> [What to do] Please write out, exactly, every line of the listing from its first line through the one that includes "use kino_core::error::CoreError;".

* * * * * * * * *

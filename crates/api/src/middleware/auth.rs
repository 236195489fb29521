//! JWT-based authentication extractor for Axum handlers.

use axum::extract::FromRequestParts;
use axum::http::header::AUTHORIZATION;
use axum::http::request::Parts;
use kino_core::error::CoreError;
use kino_core::roles::ROLE_ADMIN;
use kino_core::types::DbId;

use crate::auth::jwt::validate_token;
use crate::error::AppError;
use crate::state::AppState;

/// Caller identity taken from the `Authorization: Bearer <token>` header.
///
/// ```ignore
/// async fn my_bookings(user: AuthUser) -> AppResult<Json<()>> {
///     tracing::info!(user_id = user.user_id, "listing bookings");
///     Ok(Json(()))
/// }
/// ```
#[derive(Debug, Clone)]
pub struct AuthUser {
    pub user_id: DbId,
    pub role: String,
}

impl AuthUser {
    pub fn is_admin(&self) -> bool {
        self.role == ROLE_ADMIN
    }
}

impl FromRequestParts<AppState> for AuthUser {
    type Rejection = AppError;

    async fn from_request_parts(
        parts: &mut Parts,
        state: &AppState,
    ) -> Result<Self, Self::Rejection> {
        let header = parts
            .headers
            .get(AUTHORIZATION)
            .and_then(|v| v.to_str().ok())
            .ok_or_else(|| {
                AppError::Core(CoreError::Unauthorized(
                    "Missing Authorization header".into(),
                ))
            })?;

        let token = header.strip_prefix("Bearer ").ok_or_else(|| {
            AppError::Core(CoreError::Unauthorized(
                "Invalid Authorization format. Expected: Bearer <token>".into(),
            ))
        })?;

        let claims = validate_token(token, &state.config.jwt).map_err(|_| {
            AppError::Core(CoreError::Unauthorized("Invalid or expired token".into()))
        })?;

        Ok(AuthUser {
            user_id: claims.sub,
            role: claims.role,
        })
    }
}
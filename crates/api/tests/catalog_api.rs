//! HTTP-level tests for actors, cinemas and halls.

mod common;

use axum::http::StatusCode;
use common::{
    body_json, create_user, delete_auth, get, post_json, post_json_auth, put_json_auth, token_for,
};
use kino_core::roles::{ROLE_ADMIN, ROLE_USER};
use serde_json::json;
use sqlx::PgPool;

#[sqlx::test(migrations = "../../db/migrations")]
async fn test_actor_crud_round_trip(pool: PgPool) {
    let admin = create_user(&pool, "boss", ROLE_ADMIN).await;
    let token = token_for(&admin);
    let app = common::build_test_app(pool);

    let response = post_json_auth(
        app.clone(),
        "/api/v1/actors",
        json!({ "name": "Asanali Ashimov", "bio": "Soviet Kazakh actor" }),
        &token,
    )
    .await;
    assert_eq!(response.status(), StatusCode::CREATED);
    let actor = body_json(response).await;
    let uri = format!("/api/v1/actors/{}", actor["id"]);

    let response = put_json_auth(app.clone(), &uri, json!({ "photo_url": "https://img/a.jpg" }), &token).await;
    assert_eq!(response.status(), StatusCode::OK);
    let json = body_json(response).await;
    assert_eq!(json["photo_url"], "https://img/a.jpg");
    assert_eq!(json["name"], "Asanali Ashimov");

    let response = delete_auth(app.clone(), &uri, &token).await;
    assert_eq!(response.status(), StatusCode::NO_CONTENT);

    let response = get(app, &uri).await;
    assert_eq!(response.status(), StatusCode::NOT_FOUND);
}

#[sqlx::test(migrations = "../../db/migrations")]
async fn test_catalog_writes_require_admin(pool: PgPool) {
    let user = create_user(&pool, "viewer", ROLE_USER).await;
    let app = common::build_test_app(pool);

    let response = post_json(app.clone(), "/api/v1/cinemas", json!({ "name": "X", "address": "Y" })).await;
    assert_eq!(response.status(), StatusCode::UNAUTHORIZED);

    let response = post_json_auth(
        app,
        "/api/v1/actors",
        json!({ "name": "Nobody" }),
        &token_for(&user),
    )
    .await;
    assert_eq!(response.status(), StatusCode::FORBIDDEN);
}

#[sqlx::test(migrations = "../../db/migrations")]
async fn test_cinema_with_halls(pool: PgPool) {
    let admin = create_user(&pool, "boss", ROLE_ADMIN).await;
    let token = token_for(&admin);
    let app = common::build_test_app(pool);

    let cinema = body_json(
        post_json_auth(
            app.clone(),
            "/api/v1/cinemas",
            json!({ "name": "Kinopark 8", "address": "Abay 44", "contact_number": "+7727" }),
            &token,
        )
        .await,
    )
    .await;
    let halls_uri = format!("/api/v1/cinemas/{}/halls", cinema["id"]);

    let response = post_json_auth(app.clone(), &halls_uri, json!({ "name": "IMAX", "capacity": 300 }), &token).await;
    assert_eq!(response.status(), StatusCode::CREATED);
    let hall = body_json(response).await;
    assert_eq!(hall["cinema_id"], cinema["id"]);

    // Hall names are unique per cinema.
    let response = post_json_auth(app.clone(), &halls_uri, json!({ "name": "IMAX", "capacity": 10 }), &token).await;
    assert_eq!(response.status(), StatusCode::CONFLICT);

    let response = post_json_auth(app.clone(), &halls_uri, json!({ "name": "Tiny", "capacity": 0 }), &token).await;
    assert_eq!(response.status(), StatusCode::BAD_REQUEST);

    let json = body_json(get(app.clone(), &halls_uri).await).await;
    assert_eq!(json.as_array().unwrap().len(), 1);

    let response = delete_auth(app.clone(), &format!("{halls_uri}/{}", hall["id"]), &token).await;
    assert_eq!(response.status(), StatusCode::NO_CONTENT);

    let json = body_json(get(app, &halls_uri).await).await;
    assert_eq!(json, json!([]));
}

#[sqlx::test(migrations = "../../db/migrations")]
async fn test_halls_of_missing_cinema_return_404(pool: PgPool) {
    let app = common::build_test_app(pool);

    let response = get(app, "/api/v1/cinemas/5555/halls").await;

    assert_eq!(response.status(), StatusCode::NOT_FOUND);
}
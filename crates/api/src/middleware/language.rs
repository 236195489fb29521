//! Language negotiation for localized film text.

use axum::extract::{FromRequestParts, Query};
use axum::http::header::ACCEPT_LANGUAGE;
use axum::http::request::Parts;
use kino_core::language::LanguageCode;
use serde::Deserialize;

use crate::error::AppError;
use crate::state::AppState;

#[derive(Debug, Deserialize)]
struct LangParam {
    lang: Option<String>,
}

/// Language requested by the caller.
///
/// Resolution order: `?lang=`, then the best `Accept-Language` entry, then
/// the configured default. Unparseable values fall through to the next step.
#[derive(Debug, Clone)]
pub struct RequestLanguage(pub LanguageCode);

impl FromRequestParts<AppState> for RequestLanguage {
    type Rejection = AppError;

    async fn from_request_parts(
        parts: &mut Parts,
        state: &AppState,
    ) -> Result<Self, Self::Rejection> {
        let from_query = Query::<LangParam>::try_from_uri(&parts.uri)
            .ok()
            .and_then(|Query(p)| p.lang)
            .and_then(|l| LanguageCode::parse(&l));

        let language = from_query
            .or_else(|| {
                parts
                    .headers
                    .get(ACCEPT_LANGUAGE)
                    .and_then(|v| v.to_str().ok())
                    .and_then(LanguageCode::from_accept_language)
            })
            .unwrap_or_else(|| state.config.default_language.clone());

        Ok(RequestLanguage(language))
    }
}
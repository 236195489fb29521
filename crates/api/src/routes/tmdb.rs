//! Route definitions for the external movie-metadata proxy.

use axum::routing::get;
use axum::Router;

use crate::handlers::tmdb;
use crate::state::AppState;

/// Routes mounted at `/tmdb`.
///
/// ```text
/// GET /popular -> popular (?language=)
/// ```
pub fn router() -> Router<AppState> {
    Router::new().route("/popular", get(tmdb::popular))
}
//! Repository for the `refresh_tokens` table.

use kino_core::types::DbId;
use sqlx::PgPool;

use crate::models::refresh_token::{CreateRefreshToken, RefreshToken};

const COLUMNS: &str = "id, user_id, token_hash, expires_at, revoked_at, created_at";

pub struct RefreshTokenRepo;

impl RefreshTokenRepo {
    pub async fn create(
        pool: &PgPool,
        input: &CreateRefreshToken,
    ) -> Result<RefreshToken, sqlx::Error> {
        let query = format!(
            "INSERT INTO refresh_tokens (user_id, token_hash, expires_at)
             VALUES ($1, $2, $3)
             RETURNING {COLUMNS}"
        );
        sqlx::query_as::<_, RefreshToken>(&query)
            .bind(input.user_id)
            .bind(&input.token_hash)
            .bind(input.expires_at)
            .fetch_one(pool)
            .await
    }

    /// Find an unrevoked, unexpired token by its hash.
    pub async fn find_active_by_hash(
        pool: &PgPool,
        token_hash: &str,
    ) -> Result<Option<RefreshToken>, sqlx::Error> {
        let query = format!(
            "SELECT {COLUMNS} FROM refresh_tokens
             WHERE token_hash = $1 AND revoked_at IS NULL AND expires_at > NOW()"
        );
        sqlx::query_as::<_, RefreshToken>(&query)
            .bind(token_hash)
            .fetch_optional(pool)
            .await
    }

    /// Revoke a single token. Returns `true` if it was still active.
    pub async fn revoke(pool: &PgPool, id: DbId) -> Result<bool, sqlx::Error> {
        let result = sqlx::query(
            "UPDATE refresh_tokens SET revoked_at = NOW() WHERE id = $1 AND revoked_at IS NULL",
        )
        .bind(id)
        .execute(pool)
        .await?;
        Ok(result.rows_affected() > 0)
    }

    /// Revoke every active token of a user. Returns the number revoked.
    pub async fn revoke_all_for_user(pool: &PgPool, user_id: DbId) -> Result<u64, sqlx::Error> {
        let result = sqlx::query(
            "UPDATE refresh_tokens SET revoked_at = NOW() \
             WHERE user_id = $1 AND revoked_at IS NULL",
        )
        .bind(user_id)
        .execute(pool)
        .await?;
        Ok(result.rows_affected())
    }
}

* * * * * * * * *

> [Exercise solution]
filename crates/api/src/middleware/auth.rs
repository 236195489fb29521
//! JWT-based authentication extractor for Axum handlers.

use axum::extract::FromRequestParts;
use axum::http::header::AUTHORIZATION;
use axum::http::request::Parts;
use kino_core::error::CoreError;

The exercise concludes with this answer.